Decomposing into tasks
/xavier tasksThe flow
- PRD selection — Xavier lists PRDs from
~/.xavier/prd/, you pick one - Codebase exploration — Xavier reads the repo to understand current state
- Vault context — follows the PRD's
relatedwikilinks to pull in architecture notes, team conventions, and dependency-skills automatically - Backpressure detection — identifies verification commands from your project config
- Durable decisions — surfaces architectural decisions that apply across all phases
- Vertical slices — drafts phased implementation tasks, each a thin end-to-end slice
- User quiz — verifies the decomposition makes sense before writing
Task format
Tasks are organized into phases, each with:
- Clear scope and deliverables
- Acceptance criteria
- Backpressure commands (automated verification after each phase)
- Completion criteria
Stored in ~/.xavier/tasks/ with a wikilink back to the source PRD.
Example: full cycle
Here's what a PRD → tasks workflow looks like in practice.
Step 1: Write the PRD
/xavier prdXavier asks about your feature. Say you're adding webhook support to your API:
Xavier: What problem are we solving?
You: Our users need to get notified when events happen in their workspace. Right now they poll our API.
Xavier: I see you have an event system in
src/events/. Are we building on top of that?You: Yes, webhooks should subscribe to existing event types.
The interview continues until Xavier has a complete picture. It writes a PRD to ~/.xavier/prd/webhook-support.md.

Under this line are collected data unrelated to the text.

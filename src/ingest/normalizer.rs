// ==========================================
// TreeTracker Ingest - Normalizador de filas
// ==========================================
// Responsabilidad: coerción de tipos y saneamiento de celdas
// Política: la fila malformada se salta, nunca aborta el lote
// ==========================================

use crate::ingest::error::{IngestError, IngestResult};
use crate::ingest::workbook::CellValue;
use chrono::{NaiveDate, NaiveDateTime};

/// Valores que las librerías de planilla entregan como texto real
/// cuando la celda en origen estaba vacía. Se tratan como ausentes.
pub const NULL_SENTINELS: &[&str] = &["nan", "None", ""];

fn is_null_sentinel(value: &str) -> bool {
    NULL_SENTINELS.contains(&value)
}

/// Renderiza un número al estilo del reporte de origen:
/// los enteros conservan un decimal ("15.0"), el resto usa la
/// representación más corta ("2.54").
pub fn render_number(value: f64) -> String {
    if value.is_finite() && value.fract() == 0.0 && value.abs() < 1e15 {
        format!("{:.1}", value)
    } else {
        format!("{}", value)
    }
}

/// Texto recortado de una celda, con los centinelas nulos filtrados.
pub fn text_value(cell: Option<&CellValue>) -> Option<String> {
    match cell? {
        CellValue::Text(s) => {
            let trimmed = s.trim();
            if is_null_sentinel(trimmed) {
                None
            } else {
                Some(trimmed.to_string())
            }
        }
        CellValue::Number(n) => Some(render_number(*n)),
        CellValue::DateTime(dt) => Some(format_timestamp(dt)),
        CellValue::Bool(b) => Some(if *b { "True" } else { "False" }.to_string()),
        CellValue::Empty => None,
    }
}

/// Valor flotante de una celda numérica o textual.
pub fn float_value(cell: Option<&CellValue>) -> Option<f64> {
    match cell? {
        CellValue::Number(n) => Some(*n),
        CellValue::Text(s) => {
            let trimmed = s.trim();
            if is_null_sentinel(trimmed) {
                None
            } else {
                trimmed.parse::<f64>().ok()
            }
        }
        _ => None,
    }
}

/// Identificador numérico truncado a entero y convertido a texto.
///
/// Las guías/facturas llegan como flotantes por el auto-tipado de la
/// planilla (12345.0); el truncado elimina el ruido decimal. Devuelve
/// `None` si la celda no es coercible a número.
pub fn integer_identifier(cell: Option<&CellValue>) -> Option<String> {
    let value = float_value(cell)?;
    if !value.is_finite() {
        return None;
    }
    Some(format!("{}", value.trunc() as i64))
}

/// Identificador con respaldo textual: si la coerción numérica falla,
/// se conserva la cadena recortada (política, no error).
pub fn identifier_or_text(cell: Option<&CellValue>) -> Option<String> {
    integer_identifier(cell).or_else(|| text_value(cell))
}

/// Entero crudo de la celda (truncando decimales), para fechas YYYYMMDD.
pub fn digit_number(cell: Option<&CellValue>) -> Option<i64> {
    let value = float_value(cell)?;
    if !value.is_finite() {
        return None;
    }
    Some(value.trunc() as i64)
}

/// Decodifica un entero de 8 dígitos en forma año-mes-día
/// (20250728 → 2025-07-28 00:00:00).
pub fn yyyymmdd_datetime(date_number: i64) -> IngestResult<NaiveDateTime> {
    if !(10_000_000..=99_999_999).contains(&date_number) {
        return Err(IngestError::InvalidDateNumber(date_number));
    }
    let year = (date_number / 10_000) as i32;
    let month = ((date_number / 100) % 100) as u32;
    let day = (date_number % 100) as u32;

    NaiveDate::from_ymd_opt(year, month, day)
        .and_then(|d| d.and_hms_opt(0, 0, 0))
        .ok_or(IngestError::InvalidDateNumber(date_number))
}

const TEXT_DATETIME_FORMATS: &[&str] = &[
    "%Y-%m-%d %H:%M:%S",
    "%Y-%m-%dT%H:%M:%S",
    "%d-%m-%Y %H:%M:%S",
    "%d/%m/%Y %H:%M:%S",
];

const TEXT_DATE_FORMATS: &[&str] = &["%Y-%m-%d", "%d-%m-%Y", "%d/%m/%Y", "%Y%m%d"];

/// Interpretación genérica de fecha: celda tipada como fecha, número
/// de 8 dígitos YYYYMMDD, o texto en los formatos habituales de los
/// reportes chilenos.
pub fn parse_datetime(cell: Option<&CellValue>) -> Option<NaiveDateTime> {
    match cell? {
        CellValue::DateTime(dt) => Some(*dt),
        CellValue::Number(n) => {
            if !n.is_finite() {
                return None;
            }
            yyyymmdd_datetime(n.trunc() as i64).ok()
        }
        CellValue::Text(s) => {
            let trimmed = s.trim();
            if is_null_sentinel(trimmed) {
                return None;
            }
            for fmt in TEXT_DATETIME_FORMATS {
                if let Ok(dt) = NaiveDateTime::parse_from_str(trimmed, fmt) {
                    return Some(dt);
                }
            }
            for fmt in TEXT_DATE_FORMATS {
                if let Ok(d) = NaiveDate::parse_from_str(trimmed, fmt) {
                    return d.and_hms_opt(0, 0, 0);
                }
            }
            None
        }
        _ => None,
    }
}

/// Marca de tiempo en el formato del artefacto persistido
/// (ISO sin zona, truncado a segundos para que el resultado sea
/// reproducible entre corridas).
pub fn format_timestamp(dt: &NaiveDateTime) -> String {
    dt.format("%Y-%m-%dT%H:%M:%S").to_string()
}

Step 2: Decompose into tasks
/xavier tasksXavier reads the webhook PRD, follows its links to your API architecture notes and team conventions, and produces:
- Phase 1: Webhook registration endpoint + database schema
- Phase 2: Event subscription wiring + delivery queue
- Phase 3: Retry logic + failure handling
- Phase 4: Management UI + webhook logs
Each phase is a vertical slice — it works end-to-end, not layer-by-layer.
Step 3: Execute with the loop
Tasks feed directly into /xavier loop. See Autonomous Loop.
Context warnings
When a PRD links to many vault notes, Xavier warns you before loading everything:
"This PRD links to 12 notes (~8,000 words of context). Proceed or trim?"
This prevents context pollution while making sure nothing important is missed.